Tiberius und Drusus, die Stiefsöhne des Kaisers, unterwerfen die Alpenvölker und das Gebiet zwischen den Alpen und der Donau; Einrichtung der Provinzen Raetia (Hauptort Augusta Vindelicorum, jetzt Augsburg) und Noricum (Kärnten und Steiermark). Schon einige Jahre früher war von Makedonien aus das untere Donaugebiet Mösien unterworfen worden.
12–9.
Tiberius unterwirft Pannonien (das südwestliche Ungarn). Damit ist die Donaugrenze des Reiches festgestellt; sie wird ebenso wie die Rheingrenze durch Standlager der Legionen, aus denen später Städte geworden sind, beschützt. Standlager am Rhein: Moguntiacum (Mainz), Civitas Ubiorum (später Colonia Agrippinensis, Köln), Castra vetera (Xanten), Standlager an der Donau: Regina castra (Regensburg), Batava castra (Passau), später auch Vindobona (Wien) und Juvavum (Salzburg).
12–9.
Drusus unternimmt vom Rhein aus vier Feldzüge in das innere Germanien, das erstemal zur See, vom lacus Flevo (Zuyder-See) in die Emsmündung hinein, dann zu Lande die Lippe aufwärts (Castell Aliso bei Haltern), dann von Mainz aus gegen die Chatten, zuletzt von Mainz bis zur Elbe.
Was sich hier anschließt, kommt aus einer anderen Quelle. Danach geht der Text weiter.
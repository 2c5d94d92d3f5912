use super::*;

#[test]
fn frame_to_sample_uses_rational_fps() {
    // 30000/1001 ~ 29.97
    let fps = Fps {
        num: 30_000,
        den: 1001,
    };
    assert_eq!(frame_to_sample(0, fps, 48_000), 0);
    assert_eq!(frame_to_sample(30_000, fps, 48_000), 48_048_000);
}

#[test]
fn whole_fps_maps_frames_to_exact_sample_blocks() {
    let fps = Fps::new(30, 1).unwrap();
    assert_eq!(frame_to_sample(1, fps, 48_000), 1_600);
    assert_eq!(frame_to_sample(614, fps, 48_000), 982_400);
}

#[test]
fn gain_scales_and_clamps() {
    let mut block = vec![0.25, -0.75, 0.9];
    apply_gain(&mut block, 2.0);
    assert_eq!(block, vec![0.5, -1.0, 1.0]);
}

#[test]
fn f32le_file_is_little_endian_samples() {
    let path = std::env::temp_dir().join(format!("vitrine_mix_test_{}.f32le", std::process::id()));
    write_f32le_file(&[1.0, -0.5], &path).unwrap();
    let bytes = std::fs::read(&path).unwrap();
    let _ = std::fs::remove_file(&path);
    assert_eq!(bytes.len(), 8);
    assert_eq!(f32::from_le_bytes(bytes[4..8].try_into().unwrap()), -0.5);
}
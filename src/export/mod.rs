//! Batch export of feed stills.

/// Concurrent still rendering and zip bundling.
pub mod batch;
Er stirbt auf dem Rückmarsch infolge eines Sturzes mit dem Pferde.
8–7.
Tiberius, sein Nachfolger im Oberbefehl, bringt einen Teil der germanischen Völkerschaften auf dem rechten Rheinufer zur Anerkennung der römischen Oberhoheit. Er zieht sich dann (6) nach Rhodus zurück und kommt erst 7 Jahre später nach Verbannung seiner Gemahlin Julia wieder nach Rom.
Christus geboren vier oder sechs Jahre vor dem Beginn unserer Zeitrechnung.[29]
Das Christentum, langsam sich ausbreitend im römischen Reiche, entfaltet nach dem Untergange desselben seine weltbezwingende Macht.